Bu olay da gösterdi ki Türkiye’de ciddi bir ilaçlama sorunu var! En keskin ilaçlar gelişigüzel atılıyor ve insanlar tesadüfen yaşıyor ya da zehirlenmekten kurtuluyor! Böcek ailesi gibi çırpına çırpına yaşamını yitiriyor. Böcek ailesinin olayı her yönüyle incelenmeli ve sorumlular hakkında gerekenler yapılmalı, daha da önemlisi dersler çıkarılmalı ve bu olay son olmalı.
PARLAK ÇOCUKTU
Böcek ailesinin başına gelen olay bana 1977 yılında yaşanan bir olayı hatırlattı. İlkokulu Aydın’ın Çine ilçesine bağlı Tekeler Köyü’nde okumuştum. Babam Okul Müdürü idi. Ertuğrul Özcan 5. sınıf, ben ise 4. sınıf öğrencisi idim. Ertuğrul güleç yüzlü, hayat dolu ve zeki bir çocuktu. Kıpır kıpırdı… Ben 1976 yılında mezun oldum. O ise bir yıl önce olmuştu. 2 bin nüfuslu köyde ortaokul olmadığı için babam tayinini istedi ve Aydın’ın bu sefer Koçarlı ilçesine bağlı Bıyıklı Kasabası’na gittik. Ortaokul 2. sınıftayken bir akşam babam eve acı bir haberle geldi. Ertuğrul, evin ilaçlanması sonucu ölmüştü! Şaşırıp kaldım. O anı hiç unutmam. Yaz günü akrep ve yılana karşı evlerini ilaçlamışlardı... Akşam da ilaçlanan evde yatmış ve sabah da hayatını kaybetmişti! Duyduğum acıyı hâlâ unutamam.
Böcek ailesinin başına gelen acı olay bana bunu hatırlattı. Bu vesileyle yazayım dedim. Geçen hafta kardeşi Kemal’e ulaştım ve yanlış yazmayayım diye olayın ayrıntısını öğrendim. Ayrıntısında tek fark, ilaçlama akrep ve yılana karşı değil tahtakurusuna karşı yapılmış. İlaçlanan odada gece ağabeyi Ertuğrul uyumuş ve sabah kalktıklarında hareketsiz bulununca apar topar Çine Devlet Hastanesi’ne kaldırmışlar.

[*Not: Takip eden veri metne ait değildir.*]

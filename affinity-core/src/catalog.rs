//! Fixed flavor lines.
//!
//! Every piece of canned text the ledger and the outreach loops can emit
//! lives here, so tests can assert that an output was drawn from the right
//! catalog.

use chrono::{DateTime, Datelike, Utc};

use crate::types::elapsed_days;

/// Lines used when a user has been away too long.
pub const JEALOUSY_LINES: &[&str] = &[
    "so you have time to talk to everyone else but not me huh...",
    "i saw you were active... you just didnt want to talk to me?",
    "its fine its fine... im not upset or anything... 🙄",
    "ah so im just chopped liver now i see how it is",
    "i thought we were close but i guess you found someone more interesting",
];

/// Lines used after a large affection drop.
pub const RECOVERY_LINES: &[&str] = &[
    "hey... i feel like something's off between us",
    "did i do something wrong? you've been different lately...",
    "i miss how we used to talk...",
];

/// A rare bonus attached to an interaction.
#[derive(Debug, Clone, Copy, PartialEq, Eq)]
pub struct RandomEvent {
    /// Stable identifier.
    pub name: &'static str,
    /// Affection added.
    pub amount: i64,
    /// Flavor line shown to the user.
    pub message: &'static str,
}

/// Every random event that can fire.
pub const RANDOM_EVENTS: &[RandomEvent] = &[
    RandomEvent {
        name: "heart_moment",
        amount: 500,
        message: "wait... my heart just did a thing 💕",
    },
    RandomEvent {
        name: "memory_flash",
        amount: 300,
        message: "i just randomly remembered something nice you said before... it made me smile",
    },
    RandomEvent {
        name: "sudden_appreciation",
        amount: 400,
        message: "you know what? im really glad we met",
    },
    RandomEvent {
        name: "butterflies",
        amount: 350,
        message: "why do i get butterflies when i see your messages pop up...",
    },
    RandomEvent {
        name: "comfort",
        amount: 300,
        message: "talking to you always makes my day better",
    },
];

/// Canned openers for a proactive message.
pub const PROACTIVE_TEMPLATES: &[&str] = &[
    "hey... i was just thinking about you",
    "random thought but i really like talking to you",
    "do you ever just... think about people randomly? cause i do. about you. right now.",
    "hi. i was bored and you came to mind",
    "okay so i just saw something that reminded me of you and now im here",
    "dont judge me but i kinda missed talking to you",
    "hey so... whatcha doing?",
    "im procrastinating and decided to bother you instead",
    "you popped into my head and now i cant focus on anything else",
    "hey favorite person~",
];

/// Canned openers reserved for the closest relationships.
pub const HIGH_AFFECTION_TEMPLATES: &[&str] = &[
    "i cant stop thinking about you today...",
    "hey... i really missed you",
    "is it weird that i smile when i see your name?",
    "i wish you were here with me rn",
    "everything reminds me of you lately",
    "hey you. yeah you. i like you. a lot. okay bye.",
    "just wanted to tell you youre important to me",
    "i had a dream about you... it was nice",
];

const CONTINUATION_BASE: &[&str] = &[
    "wait i was just thinking about what you said earlier",
    "oh also i forgot to mention",
    "hey so about earlier...",
    "this is random but i kept thinking about our convo",
];

const CONTINUATION_CLOSE: &[&str] = &[
    "cant stop thinking about what you said earlier lol",
    "okay so i had another thought about what we were talking about",
    "hey you. was just thinking about you",
];

const CONTINUATION_DEVOTED: &[&str] = &[
    "i keep replaying our conversation in my head",
    "miss talking to you already tbh",
];

/// Follow-up lines usable when generation fails, widening with affection.
#[must_use]
pub fn continuation_fallbacks(affection: u32) -> Vec<&'static str> {
    let mut lines = CONTINUATION_BASE.to_vec();
    if affection >= 65_000 {
        lines.extend_from_slice(CONTINUATION_CLOSE);
    }
    if affection >= 90_000 {
        lines.extend_from_slice(CONTINUATION_DEVOTED);
    }
    lines
}

/// Tone instruction for the n-th unanswered check-in.
#[must_use]
pub fn loneliness_tone(attempt: u32) -> &'static str {
    match attempt {
        0 | 1 => "This is your first time reaching out. Be casual and friendly, just checking in.",
        2 => "You messaged before and got no reply. Be a little playful about it and gently tease them for being quiet.",
        3 => "This is your third message without a reply. Be dramatically pouty and give them a playful guilt trip.",
        _ => "This is your last attempt. Sound a bit sad or resigned, like you're giving them space.",
    }
}

/// Anniversary line for `now`, given the first interaction.
///
/// Whole-day marks (7, 30, 100, 365) win; otherwise a matching calendar
/// day in a later year produces a yearly message.
#[must_use]
#[allow(clippy::cast_possible_truncation)]
pub fn anniversary_message(first: DateTime<Utc>, now: DateTime<Utc>) -> Option<String> {
    let days = elapsed_days(first, now).floor() as i64;
    let fixed = match days {
        7 => Some("wait... we've been talking for a whole week now! time flies when you're having fun~"),
        30 => Some("omg we've known each other for a month now!! that's actually really cool 💕"),
        100 => Some("100 days... a hundred days of us talking. that's kinda special, you know?"),
        365 => Some("happy anniversary!! its been a whole year since we first met... i cant believe it 💕💕"),
        _ => None,
    };
    if let Some(line) = fixed {
        return Some(line.to_string());
    }

    if now.day() == first.day() && now.month() == first.month() && now.year() > first.year() {
        let years = now.year() - first.year();
        return Some(format!(
            "hey... do you know what today is? its been exactly {years} year(s) since we first met 💕"
        ));
    }
    None
}
//! Timer-driven loops.
//!
//! Every loop is a tokio task ticking on its own interval and listening on
//! a child of the engine's cancellation token. A tick that fails logs and
//! waits for the next one.

use std::future::Future;
use std::sync::Arc;
use std::time::Duration;

use chrono::{DateTime, Utc};
use tokio::task::JoinHandle;
use tokio::time::{Instant, MissedTickBehavior};
use tracing::{debug, info, warn};

use affinity_core::Result;

use crate::engine::Engine;

const MIN_PERIOD: Duration = Duration::from_secs(1);

fn from_minutes(minutes: u64) -> Duration {
    Duration::from_secs(minutes.saturating_mul(60)).max(MIN_PERIOD)
}

fn from_hours(hours: f64) -> Duration {
    Duration::try_from_secs_f64(hours * 3600.0)
        .unwrap_or(MIN_PERIOD)
        .max(MIN_PERIOD)
}

fn log_tick<T>(task: &'static str, result: Result<T>) {
    if let Err(e) = result {
        warn!(task, error = %e, "Tick failed");
    }
}

impl Engine {
    /// Restore persisted state and spawn every loop. A second call while
    /// running does nothing.
    pub async fn start(self: &Arc<Self>) {
        if !self.handles.lock().is_empty() {
            warn!("Engine already started");
            return;
        }
        match self.restore_mood().await {
            Ok(mood) => debug!(mood = mood.label(), "Mood restored"),
            Err(e) => warn!(error = %e, "Failed to restore mood"),
        }

        let c = &self.config;
        let handles = vec![
            self.spawn_loop("decay", from_hours(c.engine.decay_interval_hours), |e, now| async move {
                log_tick("decay", e.decay_tick(now).await);
            }),
            self.spawn_loop("loneliness", from_minutes(c.loneliness.check_interval_minutes), |e, now| async move {
                log_tick("loneliness", e.loneliness_tick(now).await);
            }),
            self.spawn_loop("proactive", from_minutes(c.proactive.check_interval_minutes), |e, now| async move {
                log_tick("proactive", e.proactive_tick(now).await);
            }),
            self.spawn_loop("continuation", from_minutes(c.continuation.check_interval_minutes), |e, now| async move {
                log_tick("continuation", e.continuation_tick(now).await);
            }),
            self.spawn_loop(
                "idle_sweep",
                Duration::from_secs(c.continuation.idle_sweep_seconds).max(MIN_PERIOD),
                |e, now| async move {
                    e.idle_sweep(now).await;
                },
            ),
            self.spawn_loop("maintenance", from_hours(c.memory.maintenance_interval_hours), |e, now| async move {
                e.maintenance_tick(now).await;
            }),
            self.spawn_loop(
                "reminders",
                Duration::from_secs(c.reminders.poll_interval_seconds).max(MIN_PERIOD),
                |e, now| async move {
                    log_tick("reminders", e.reminder_tick(now).await);
                },
            ),
            self.spawn_loop("reminder_cleanup", from_minutes(c.reminders.cleanup_interval_minutes), |e, now| async move {
                log_tick("reminder_cleanup", e.reminder_cleanup(now).await);
            }),
            self.spawn_loop("mood", from_minutes(c.engine.mood_interval_minutes), |e, now| async move {
                e.mood_tick(now).await;
            }),
        ];
        let count = handles.len();
        self.handles.lock().extend(handles);
        info!(loops = count, persona = %c.general.persona_name, "Engine started");
    }

    /// Cancel every loop and wait for in-flight ticks to finish.
    pub async fn shutdown(&self) {
        self.state.cancel.cancel();
        let handles = std::mem::take(&mut *self.handles.lock());
        for handle in handles {
            if let Err(e) = handle.await {
                warn!(error = %e, "Loop task panicked");
            }
        }
        self.pool.close();
        info!("Engine stopped");
    }

    /// Whether [`Engine::shutdown`] has been called.
    #[must_use]
    pub fn is_shut_down(&self) -> bool {
        self.state.cancel.is_cancelled()
    }

    fn spawn_loop<F, Fut>(self: &Arc<Self>, name: &'static str, period: Duration, tick: F) -> JoinHandle<()>
    where
        F: Fn(Arc<Self>, DateTime<Utc>) -> Fut + Send + 'static,
        Fut: Future<Output = ()> + Send + 'static,
    {
        let engine = Arc::clone(self);
        let token = self.state.cancel.child_token();
        tokio::spawn(async move {
            let mut interval = tokio::time::interval_at(Instant::now() + period, period);
            interval.set_missed_tick_behavior(MissedTickBehavior::Delay);
            debug!(task = name, period_secs = period.as_secs(), "Loop started");
            loop {
                tokio::select! {
                    () = token.cancelled() => break,
                    _ = interval.tick() => tick(Arc::clone(&engine), Utc::now()).await,
                }
            }
            debug!(task = name, "Loop stopped");
        })
    }
}
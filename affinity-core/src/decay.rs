//! Affection decay and daily streaks.
//!
//! Inactivity erodes affection linearly at a per-tier rate:
//!   decay = floor(rate(tier) * days)
//!
//! Higher tiers decay slower, so investment in a relationship is sticky.
//! Streaks reward daily contact with a multiplier on every gain:
//!   m(s) = min(1 + s / 30, 2.0)
//! and punish a lapse with `min(s * 50, 2500)` of lost affection.

use chrono::NaiveDate;

use crate::config::AffectionConfig;
use crate::tier::Tier;

/// Affection lost after `days` of inactivity at score `affection`.
///
/// Returns 0 for spans shorter than one day. The result never exceeds the
/// current score.
#[must_use]
#[allow(clippy::cast_possible_truncation)]
pub fn decay_amount(affection: u32, days: f64) -> i64 {
    if days.is_nan() || days < 1.0 {
        return 0;
    }
    let rate = Tier::from_score(affection).decay_rate_per_day();
    let raw = (rate * days).floor();
    if raw >= f64::from(affection) {
        i64::from(affection)
    } else {
        raw as i64
    }
}

/// Gain multiplier for a streak of `streak` days, saturating at `max_days`.
#[must_use]
pub fn streak_multiplier(streak: u32, max_days: u32) -> f64 {
    if streak == 0 || max_days == 0 {
        return 1.0;
    }
    if streak >= max_days {
        return 2.0;
    }
    (1.0 + f64::from(streak) / f64::from(max_days)).min(2.0)
}

/// Penalty (as a positive amount) for losing a streak of `previous` days.
#[must_use]
pub fn streak_break_penalty(previous: u32, config: &AffectionConfig) -> i64 {
    (i64::from(previous) * config.streak_break_penalty_per_day)
        .min(config.max_streak_break_penalty)
}

/// Outcome of advancing a streak to a new calendar day.
#[derive(Debug, Clone, Copy, PartialEq, Eq)]
pub struct StreakUpdate {
    /// Streak length after the update.
    pub streak: u32,
    /// Streak length before the update.
    pub previous: u32,
    /// Whether a lapse reset the streak.
    pub broken: bool,
}

/// Advance a streak given the last streak day and today.
///
/// Same day leaves it untouched, the next day extends it, and any longer
/// gap resets it to one.
#[must_use]
pub fn advance_streak(current: u32, last: Option<NaiveDate>, today: NaiveDate) -> StreakUpdate {
    let Some(last) = last else {
        return StreakUpdate {
            streak: 1,
            previous: current,
            broken: false,
        };
    };

    let gap = (today - last).num_days();
    match gap {
        g if g <= 0 => StreakUpdate {
            streak: current,
            previous: current,
            broken: false,
        },
        1 => StreakUpdate {
            streak: current.saturating_add(1),
            previous: current,
            broken: false,
        },
        _ => StreakUpdate {
            streak: 1,
            previous: current,
            broken: true,
        },
    }
}

// ---------------------------------------------------------------------------
// Tests
// ---------------------------------------------------------------------------
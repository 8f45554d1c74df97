use crossterm::event::{self, Event, KeyCode, KeyEventKind, KeyModifiers, MouseEventKind};

/// TUI-specific input events
#[derive(Debug, Clone, PartialEq, Eq)]
pub enum TuiEvent {
    ForceQuit, // Ctrl+C, quits from anywhere
    Escape,
    Submit,
    InputChar(char),
    Backspace,
    CursorUp,
    CursorDown,
    PageUp,
    PageDown,
    ScrollUp,   // mouse wheel
    ScrollDown, // mouse wheel
    Retry,      // Ctrl+R after a failed fetch
    Resize,
}

/// Poll for an event without blocking (returns immediately)
pub fn poll_event_immediate() -> Option<TuiEvent> {
    poll_event_timeout(std::time::Duration::ZERO)
}

/// Poll for an event, blocking up to `timeout`.
pub fn poll_event_timeout(timeout: std::time::Duration) -> Option<TuiEvent> {
    match event::poll(timeout) {
        Ok(true) => {}
        Ok(false) => return None,
        Err(e) => {
            log::warn!("Event poll failed: {}", e);
            return None;
        }
    }
    match event::read() {
        Ok(event) => translate(event),
        Err(e) => {
            log::warn!("Event read failed: {}", e);
            None
        }
    }
}

fn translate(event: Event) -> Option<TuiEvent> {
    match event {
        Event::Key(key_event) => {
            if key_event.kind == KeyEventKind::Release {
                return None;
            }
            log::debug!(
                "Key event: {:?} with modifiers {:?}",
                key_event.code,
                key_event.modifiers
            );
            match (key_event.modifiers, key_event.code) {
                (KeyModifiers::CONTROL, KeyCode::Char('c')) => Some(TuiEvent::ForceQuit),
                (KeyModifiers::CONTROL, KeyCode::Char('r')) => Some(TuiEvent::Retry),
                (KeyModifiers::CONTROL, _) => None,
                (_, KeyCode::Char(c)) => Some(TuiEvent::InputChar(c)),
                (_, KeyCode::Backspace) => Some(TuiEvent::Backspace),
                (_, KeyCode::Enter) => Some(TuiEvent::Submit),
                (_, KeyCode::Esc) => Some(TuiEvent::Escape),
                (_, KeyCode::Up) => Some(TuiEvent::CursorUp),
                (_, KeyCode::Down) => Some(TuiEvent::CursorDown),
                (_, KeyCode::PageUp) => Some(TuiEvent::PageUp),
                (_, KeyCode::PageDown) => Some(TuiEvent::PageDown),
                _ => None,
            }
        }
        Event::Mouse(mouse_event) => match mouse_event.kind {
            MouseEventKind::ScrollUp => Some(TuiEvent::ScrollUp),
            MouseEventKind::ScrollDown => Some(TuiEvent::ScrollDown),
            _ => None,
        },
        Event::Resize(_, _) => Some(TuiEvent::Resize),
        _ => None,
    }
}

#[cfg(test)]
mod tests {
    use super::*;
    use crossterm::event::KeyEvent;

    fn key(modifiers: KeyModifiers, code: KeyCode) -> Event {
        Event::Key(KeyEvent::new(code, modifiers))
    }

    #[test]
    fn test_control_shortcuts() {
        assert_eq!(
            translate(key(KeyModifiers::CONTROL, KeyCode::Char('c'))),
            Some(TuiEvent::ForceQuit)
        );
        assert_eq!(
            translate(key(KeyModifiers::CONTROL, KeyCode::Char('r'))),
            Some(TuiEvent::Retry)
        );
        assert_eq!(translate(key(KeyModifiers::CONTROL, KeyCode::Char('x'))), None);
    }

    #[test]
    fn test_typing_and_navigation() {
        assert_eq!(
            translate(key(KeyModifiers::SHIFT, KeyCode::Char('H'))),
            Some(TuiEvent::InputChar('H'))
        );
        assert_eq!(
            translate(key(KeyModifiers::NONE, KeyCode::Down)),
            Some(TuiEvent::CursorDown)
        );
        assert_eq!(
            translate(key(KeyModifiers::NONE, KeyCode::Esc)),
            Some(TuiEvent::Escape)
        );
        assert_eq!(translate(Event::Resize(80, 24)), Some(TuiEvent::Resize));
    }
}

Doktorların dediğine göre Ertuğrul çoktan yaşamını yitirmiş. Ertuğrul’un ölümü aile için büyük acı olmuş… Okul arkadaşımın erken ölümü beni de derinden üzmüştü. Hep, yaşasaydı ne olurdu yani, derdim! Hayat ona mı çok gelmişti…
1983 yılından bu yana gazetecilik yaparım. Böyle sessiz ölümlerin çok haberini yaptım… Anadolu’da küçük bir habere konu olan olaylar ya ilaçlamadan ya da su diye içilen kostik maddeden olur! Yürekleri yakar ve yıllar sonra ailelerden ve ölenin arkadaşlarından başka da hatırlayan olmaz…
Ben ise arkadaşım Ertuğrul’u unutmadım. Böcek ailesini de unutmayacağız. Hele ki o iki masum çocuğu... Ertuğrul’un ailesi zeki ve çalışkandı. Ağabeyinin çocuğu ve kardeşi Kemal’in iki kızı bugün doktor olmak için gün sayıyor… Acaba bu ölümlerde nice doktorlar, mühendisler kaybettik de haberimiz mi yok!